けど、ちょっと待て。バジリスクって……あれ、毒持ちの魔物じゃなかったか?
「森の奥に住み着いてるらしくて、最近になって村人や商隊が襲われてるんだ。街としても頭を抱えてたところだ」
「そりゃまた、都合がいい話だな」
カイが皮肉っぽく言うと、クルトは肩をすくめて笑った。
「試されるってのは、得てしてそういうもんだよ。さ、準備があるなら今のうちに済ませとけ。街の外には薬草も武器も落ちちゃいないからな」
俺たちは視線を交わし、軽く頷く。
今の装備とステータスで、いける。
【ケン】
職業:素手闘士
スキル:渾身突き Lv.1、見切り Lv.1
装備:鉄製の片手剣、軽革の防具
【カイ】
職業:強戦士
スキル:一撃 Lv.1、防御姿勢 Lv.1
装備:重剣、鎧
【レイ】
職業:影剣士
スキル:影縛り Lv.1
装備:漆黒のローブ、短剣(闇鉄製)
バジリスク討伐。
毒持ち魔物を相手に、初めての「公式任務」みたいなもの。
だけど、なんだろう。
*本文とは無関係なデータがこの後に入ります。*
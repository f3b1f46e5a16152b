//! Unified error types for the guidance pipeline.
//!
//! Two kinds of failure exist and they never mix. Structural failures
//! (malformed input, an unreachable gate repository, a cancelled run) are
//! errors and abort the whole pipeline. Content-quality failures (ungrounded
//! claims, failed rules, blocking gates) are ordinary results encoded in the
//! decision and are never raised through this type.

use std::io;
use std::path::PathBuf;
use thiserror::Error;

/// The main error type for guidance pipeline operations.
#[derive(Error, Debug)]
pub enum GuidanceError {
    /// Malformed or missing required fields in caller-supplied input.
    #[error("invalid input: {message}")]
    InvalidInput { message: String },

    /// The gate repository could not be read.
    #[error("gate repository unavailable: {message}")]
    RepositoryUnavailable { message: String },

    /// I/O errors from file operations.
    #[error("storage error at {path}: {source}")]
    Storage {
        path: PathBuf,
        #[source]
        source: io::Error,
    },

    /// JSON or TOML parsing/serialization errors.
    #[error("serialization error: {message}")]
    Serde { message: String },

    /// Configuration loading errors.
    #[error("config error: {message}")]
    Config { message: String },

    /// The caller cancelled the run before a decision was reached.
    #[error("pipeline cancelled during {stage}")]
    Cancelled { stage: String },
}

/// A specialized Result type for guidance pipeline operations.
pub type Result<T> = std::result::Result<T, GuidanceError>;

impl GuidanceError {
    /// Create an invalid input error.
    pub fn invalid_input(message: impl Into<String>) -> Self {
        Self::InvalidInput {
            message: message.into(),
        }
    }

    /// Create a repository unavailable error.
    pub fn repository_unavailable(message: impl Into<String>) -> Self {
        Self::RepositoryUnavailable {
            message: message.into(),
        }
    }

    /// Create a storage error from an I/O error.
    pub fn storage(path: impl Into<PathBuf>, source: io::Error) -> Self {
        Self::Storage {
            path: path.into(),
            source,
        }
    }

    /// Create a serialization error.
    pub fn serde(message: impl Into<String>) -> Self {
        Self::Serde {
            message: message.into(),
        }
    }

    /// Create a config error.
    pub fn config(message: impl Into<String>) -> Self {
        Self::Config {
            message: message.into(),
        }
    }

    /// Create a cancellation error for the given stage.
    pub fn cancelled(stage: impl Into<String>) -> Self {
        Self::Cancelled {
            stage: stage.into(),
        }
    }

    /// Whether this error came from caller input rather than infrastructure.
    pub fn is_caller_error(&self) -> bool {
        matches!(self, Self::InvalidInput { .. })
    }
}

impl From<io::Error> for GuidanceError {
    fn from(err: io::Error) -> Self {
        Self::Storage {
            path: PathBuf::new(),
            source: err,
        }
    }
}

impl From<serde_json::Error> for GuidanceError {
    fn from(err: serde_json::Error) -> Self {
        Self::Serde {
            message: err.to_string(),
        }
    }
}

/// Fail-open handling for configuration loading.
///
/// A config file that exists but cannot be read or parsed is logged and
/// replaced by defaults. Only configuration uses this. Repository reads must
/// propagate their errors so that "no gates" is never confused with "could
/// not check".
pub trait FailOpen<T> {
    /// Handle an error by logging a warning and returning the default value.
    fn fail_open_default(self, context: &str) -> T
    where
        T: Default;
}

impl<T> FailOpen<T> for Result<T> {
    fn fail_open_default(self, context: &str) -> T
    where
        T: Default,
    {
        match self {
            Ok(value) => value,
            Err(err) => {
                tracing::warn!("{}: {} (fail-open: using default)", context, err);
                T::default()
            }
        }
    }
}

/// Exit codes for the `guidance` CLI.
pub mod exit_codes {
    /// The decision passed and the answer may be shown as-is.
    pub const APPROVE: i32 = 0;

    /// A decision was reached but the answer must not be shown as-is.
    pub const BLOCK: i32 = 2;

    /// The pipeline aborted with an error.
    pub const CRASH: i32 = 3;
}
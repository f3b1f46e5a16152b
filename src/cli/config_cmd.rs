//! Config command.
//!
//! Prints the effective configuration after every layer is merged.

use crate::config::Config;
use crate::error::Result;

/// Options for the config command.
#[derive(Debug, Clone, Default)]
pub struct ConfigOptions {
    /// Output as JSON instead of TOML.
    pub json: bool,
}

/// The config command implementation.
pub struct ConfigCommand {
    config: Config,
}

impl ConfigCommand {
    /// Create a new config command.
    pub fn new(config: Config) -> Self {
        Self { config }
    }

    /// Render the effective configuration.
    pub fn run(&self, options: &ConfigOptions) -> Result<String> {
        if options.json {
            Ok(serde_json::to_string_pretty(&self.config)? + "\n")
        } else {
            self.config.to_toml()
        }
    }
}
……不思議と、怖くはなかった。
俺たち三人なら、やれる気がする。
「さぁ、行こうか。待ってるのは魔物と、街の運命だ」
「何カッコつけてんだよ、ケン」
「うるせぇよ、カイ」
笑いながら、俺たちは森へと踏み出した。
――そこが、運命の分岐点になるとも知らずに。